I'm honestly not sure, firstly because she has never had the opportunity to follow a fox for any great distance as she works with lurchers, if you get my drift: they don't go that far. Everything I've read about the Airedales in the US says they aren't real cold trail dogs, unlike the hounds which are bred to trail cold scent. Dill does a fair bit of air scenting as well as ground scenting. She'll get a faint whiff of air scent then go and locate the animal using a mixture of head up and head down, though for small game at close quarters in dense cover it is all nose down work.

 

The drive is enormous, but it is a thinking dog, one which is constantly figuring stuff out in her head, rather than just following a ground scent for miles.
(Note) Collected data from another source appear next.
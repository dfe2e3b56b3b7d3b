//! Integration tests for the name normalization rule chain.

use tidyflix::core::normalize::Normalizer;

fn normalize(name: &str) -> String {
    Normalizer::new().unwrap().normalize(name)
}

#[test]
fn test_scene_name_cleanup() {
    assert_eq!(
        normalize("Some Movie (2019) [1080p] [BluRay] [5.1]"),
        "Some.Movie.2019.1080p.BluRay.5.1"
    );
}

#[test]
fn test_release_site_tags_are_stripped() {
    assert_eq!(
        normalize("Some.Movie.2019.1080p.WEBRip.x264[rarbg]"),
        "Some.Movie.2019.1080p.WebRip.x264"
    );
}

#[test]
fn test_trailing_group_bracket_becomes_dash() {
    assert_eq!(
        normalize("Some.Movie.2019.1080p.x264[GRP]"),
        "Some.Movie.2019.1080p.x264-GRP"
    );
    // An existing -group suffix wins over the bracket.
    assert_eq!(
        normalize("Some.Movie.2019-GRP[extra]"),
        "Some.Movie.2019-GRP.extra"
    );
}

#[test]
fn test_colons_and_special_dots() {
    assert_eq!(
        normalize("Movie: The Sequel (2021) .-. 720p"),
        "Movie.The.Sequel.2021.720p"
    );
}

#[test]
fn test_title_casing_and_term_capitalization() {
    assert_eq!(
        normalize("the.big.movie.2018.2160p.hevc.bluray"),
        "The.Big.Movie.2018.2160p.HEVC.BluRay"
    );
}

#[test]
fn test_short_acronyms_survive_title_casing() {
    assert_eq!(normalize("FBI.STORY.2001.1080p"), "FBI.Story.2001.1080p");
}

#[test]
fn test_edition_terms_move_after_year() {
    assert_eq!(
        normalize("Some.Movie.REPACK.2019.1080p.BluRay"),
        "Some.Movie.2019.REPACK.1080p.BluRay"
    );
    assert_eq!(
        normalize("Some.Movie.extended.proper.2019.720p"),
        "Some.Movie.2019.EXTENDED.PROPER.720p"
    );
}

#[test]
fn test_idempotent_on_clean_names() {
    let clean = "Some.Movie.2019.1080p.BluRay.x264-GRP";
    assert_eq!(normalize(clean), clean);
}

#[test]
fn test_fixpoint_terminates() {
    // Pathological input with nested noise still converges.
    let messy = "[ www.torrentday.com ] ..some___movie,, (2019) {720p} [EtHD]";
    let once = normalize(messy);
    assert_eq!(normalize(&once), once);
    assert!(once.contains("2019"));
    assert!(!once.contains('['));
    assert!(!once.contains(' '));
}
A lot depends on how they are brought up I guess. If she'd been brought up with hounds rather than lurchers she might have been different. There are some great accounts of hounds and Airedales working together on some of the American forums, and they seem to compliment eachother.

 

One of the most interesting things my Airedale did was to locate, by nose, from well over 300 yards away, hidden in a deep ditch , were two deer. It was the way she went about locating their exact hiding place which impressed me: she came down off a bank on the edge of a field on flat land which stretches for miles (the fens) and she'd gotten a whiff of air scent,which took her to within a 150 yards, then she put her nose down and quartered the field for ground scent, like a pointer, before eventually getting to the ditch where she once again picked up the air scent and flushed the two deer. It was an interesting thing to see.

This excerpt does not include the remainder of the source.